My brother’s new girlfriend sneered at my worn-out coat during his housewarming, loudly joking I was homeless and likely there to beg for a bed. My father just laughed, telling me to stop being sensitive.

Then she bragged about her new boss— not realizing that boss was me.

This is where the story truly begins, and you won’t want to miss what happens.

The exhaustion was a physical weight, heavy and dragging, settling deep into the marrow of my bones. It wasn’t the kind of tired you get from a long jog or a bad night’s sleep.
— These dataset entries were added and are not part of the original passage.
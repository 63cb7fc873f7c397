use portfolio_relay::api::router::create_router;
use portfolio_relay::api::state::AppState;
use portfolio_relay::config::AppConfig;

#[tokio::main]
async fn main() {
    // Handle --health-check flag for Docker HEALTHCHECK (works in scratch image).
    if std::env::args().any(|a| a == "--health-check") {
        match health_check().await {
            Ok(()) => std::process::exit(0),
            Err(e) => {
                eprintln!("Health check failed: {e}");
                std::process::exit(1);
            }
        }
    }

    // Initialize tracing (structured logging).
    tracing_subscriber::fmt()
        .with_env_filter(
            tracing_subscriber::EnvFilter::try_from_default_env()
                .unwrap_or_else(|_| "portfolio_relay=info,tower_http=info".into()),
        )
        .init();

    let config = AppConfig::from_env();
    let bind_addr = config.bind_addr();

    match config.llm.active_provider() {
        Some(p) => tracing::info!(
            provider = %p.name,
            slot = p.slot.as_str(),
            model = %p.model,
            "chat relay enabled"
        ),
        None => tracing::warn!("no chat provider key configured; chat will reply offline"),
    }

    let state = match AppState::new(config) {
        Ok(state) => state,
        Err(e) => {
            tracing::error!(error = %e, "failed to initialize chat relay");
            std::process::exit(1);
        }
    };

    let app = create_router(state);

    tracing::info!(
        "portfolio-relay v{} starting on {bind_addr}",
        env!("CARGO_PKG_VERSION")
    );

    let listener = match tokio::net::TcpListener::bind(&bind_addr).await {
        Ok(listener) => listener,
        Err(e) => {
            tracing::error!(error = %e, %bind_addr, "failed to bind");
            std::process::exit(1);
        }
    };

    if let Err(e) = axum::serve(listener, app).await {
        tracing::error!(error = %e, "server error");
        std::process::exit(1);
    }
}

/// Lightweight health check: send raw HTTP/1.1 request and check for 200 OK.
async fn health_check() -> Result<(), Box<dyn std::error::Error>> {
    let port = std::env::var("PORT").unwrap_or_else(|_| "8080".to_string());
    let mut stream = tokio::net::TcpStream::connect(format!("127.0.0.1:{port}")).await?;
    let request =
        format!("GET /health HTTP/1.1\r\nHost: 127.0.0.1:{port}\r\nConnection: close\r\n\r\n");
    use tokio::io::{AsyncReadExt, AsyncWriteExt};
    stream.write_all(request.as_bytes()).await?;
    let mut buf = vec![0u8; 1024];
    let n = stream.read(&mut buf).await?;
    let response = String::from_utf8_lossy(&buf[..n]);
    if response.starts_with("HTTP/1.1 200") {
        Ok(())
    } else {
        Err(format!(
            "Unexpected response: {}",
            response.lines().next().unwrap_or("")
        )
        .into())
    }
}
It was the cumulative, crushing fatigue of a six-month merger that had finally, finally closed three hours ago.

I sat in the driver’s seat of my 2014 Honda Civic, the engine idling with a familiar rattling wheeze. The air conditioning had given up the ghost somewhere around mile marker 40 on the highway, and the late afternoon heat was stifling. I rested my forehead against the steering wheel, breathing in the smell of old upholstery and stale coffee.

I should have gone home.

I should have gone to my actual home, the penthouse apartment downtown with the floor-to-ceiling windows and the climate-controlled wine cellar that I rarely had time to visit.

I should have ordered takeout from that sushi place that charges $50 for a roll, drawn a bath hot enough to scald, and slept for fourteen hours.

But I couldn’t.

Today was Jard’s housewarming party.

My phone buzzed in the cup holder. It was a text from my father, Thomas.

Everyone is already here. Try not to look like you just rolled out of bed, Vanessa.

Jarred has important friends coming.

I stared at the screen, the backlight stinging my dry eyes.

Important friends.

The irony was sharp enough to cut, but I just swallowed it down the same way I had swallowed every slight and dismissal for the last decade.

I checked my reflection in the rearview mirror.

Thomas wasn’t entirely wrong.

I looked wrecked.

My hair, usually pulled back in a severe, professional bun, was fraying at the edges, strands escaping to stick to my clammy neck. I was wearing a hoodie I’d grabbed from the back seat to cover the fact that my blouse had a coffee stain from a clumsy intern earlier that morning. I had dark circles under my eyes that no amount of concealer could hide, even if I had the energy to apply it.